# WHAT THE TASK ASKS
Gather, from the data below, each line in which the word "Clone" occurs.

━━━ DATA RECORDS ━━━

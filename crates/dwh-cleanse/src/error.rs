//! Error types for cleansing.

use dwh_model::{Entity, ErrorKind, PipelineError, Stage};
use serde::Serialize;
use thiserror::Error;

/// A raw row that no repair rule can fix.
///
/// Rows raising this error are excluded from the clean table and counted
/// in its [`crate::CleanseReport`].
#[derive(Debug, Clone, Error, PartialEq, Eq, Serialize)]
pub enum CleanseError {
    /// Business key is null or blank.
    #[error("{entity} row {row}: business key column '{column}' is blank")]
    MissingBusinessKey {
        entity: Entity,
        row: usize,
        column: &'static str,
    },

    /// Business key is present but cannot be interpreted.
    #[error("{entity} row {row}: business key column '{column}' has invalid value '{value}'")]
    InvalidBusinessKey {
        entity: Entity,
        row: usize,
        column: &'static str,
        value: String,
    },
}

impl CleanseError {
    pub fn kind(&self) -> ErrorKind {
        ErrorKind::ValidationError
    }
}

impl From<&CleanseError> for PipelineError {
    fn from(err: &CleanseError) -> Self {
        PipelineError::new(Stage::Cleanse, err.kind(), err.to_string())
    }
}

pub type Result<T> = std::result::Result<T, CleanseError>;
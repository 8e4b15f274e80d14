//! Error types for dimensional modeling.

use dwh_model::{ErrorKind, PipelineError, Stage};
use thiserror::Error;

/// Errors raised while assembling or exporting the star schema.
#[derive(Debug, Error)]
pub enum StarError {
    /// A fact references a surrogate key its dimension does not hold.
    #[error("{table}.{column} references missing key {key} (order {order_number})")]
    ReferentialIntegrity {
        table: &'static str,
        column: &'static str,
        key: i64,
        order_number: String,
    },

    /// Two dimension rows share a surrogate key.
    #[error("{table} assigns surrogate key {key} more than once")]
    DuplicateSurrogateKey { table: &'static str, key: i64 },

    #[error("failed to build {table} frame: {source}")]
    Frame {
        table: &'static str,
        #[source]
        source: polars::error::PolarsError,
    },

    #[error("failed to serialize schema for fingerprint: {0}")]
    Fingerprint(#[from] serde_json::Error),
}

impl StarError {
    pub fn kind(&self) -> ErrorKind {
        match self {
            StarError::ReferentialIntegrity { .. } | StarError::DuplicateSurrogateKey { .. } => {
                ErrorKind::ReferentialIntegrityViolation
            }
            StarError::Frame { .. } | StarError::Fingerprint(_) => ErrorKind::OutputFailure,
        }
    }
}

impl From<StarError> for PipelineError {
    fn from(err: StarError) -> Self {
        PipelineError::new(Stage::Model, err.kind(), err.to_string())
    }
}

pub type Result<T> = std::result::Result<T, StarError>;
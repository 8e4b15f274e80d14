//! Surrogate key assignment.

use std::collections::BTreeMap;

use dwh_model::SurrogateKey;

/// Business key to surrogate key lookup for one dimension.
#[derive(Debug, Clone, Default, PartialEq, Eq)]
pub struct KeyIndex<K: Ord> {
    keys: BTreeMap<K, SurrogateKey>,
}

impl<K: Ord> KeyIndex<K> {
    pub fn get<Q>(&self, business_key: &Q) -> Option<SurrogateKey>
    where
        K: std::borrow::Borrow<Q>,
        Q: Ord + ?Sized,
    {
        self.keys.get(business_key).copied()
    }

    pub fn len(&self) -> usize {
        self.keys.len()
    }

    pub fn is_empty(&self) -> bool {
        self.keys.is_empty()
    }
}

/// Sorts rows by business key ascending and numbers them from 1.
///
/// Keys depend only on the set of business keys, never on input order.
/// Business keys must already be unique.
pub fn assign_keys<T, K, F>(
    mut rows: Vec<T>,
    business_key: F,
) -> (Vec<(SurrogateKey, T)>, KeyIndex<K>)
where
    K: Ord + Clone,
    F: Fn(&T) -> K,
{
    rows.sort_by_key(|row| business_key(row));
    let mut index = KeyIndex {
        keys: BTreeMap::new(),
    };
    let keyed = rows
        .into_iter()
        .zip(1..)
        .map(|(row, key)| {
            index.keys.insert(business_key(&row), key);
            (key, row)
        })
        .collect();
    (keyed, index)
}

#[cfg(test)]
mod tests {
    use super::*;

    #[test]
    fn numbers_from_one_in_key_order() {
        let (keyed, index) = assign_keys(vec!["c", "a", "b"], |row| row.to_string());
        assert_eq!(keyed, vec![(1, "a"), (2, "b"), (3, "c")]);
        assert_eq!(index.get("b"), Some(2));
        assert_eq!(index.get("z"), None);
        assert_eq!(index.len(), 3);
    }

    #[test]
    fn empty_input() {
        let (keyed, index) = assign_keys(Vec::<i64>::new(), |row| *row);
        assert!(keyed.is_empty());
        assert!(index.is_empty());
    }
}
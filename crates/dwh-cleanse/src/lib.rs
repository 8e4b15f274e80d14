//! Cleansing transformer.
//!
//! Turns staged (raw) records into clean, business-key-addressable
//! entities. Each entity has its own rule module:
//!
//! - [`customer`]: latest-created row per customer, trimmed text, coded
//!   marital status and gender
//! - [`product`]: category/item key split, active version only, coded
//!   product line
//! - [`sales`]: date ordering repair, price and amount reconciliation
//! - [`erp`]: supplementary demographics, locations, and categories
//!
//! Repairable problems are fixed in place. Rows whose business key is
//! unusable are excluded and reported as [`CleanseError`]s.

mod cleanser;
pub mod customer;
mod dedupe;
mod error;
pub mod erp;
pub mod product;
mod report;
pub mod sales;
pub mod values;

pub use cleanser::{CleanOutput, CleanSet, Cleanser};
pub use dedupe::keep_max_by_key;
pub use error::{CleanseError, Result};
pub use report::{CleanTable, CleanseReport};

━━━

# ANSWER
#[derive(Debug, Clone, Error, PartialEq, Eq, Serialize)]
#[derive(Debug, Clone, Default, PartialEq, Eq)]
    K: Ord + Clone,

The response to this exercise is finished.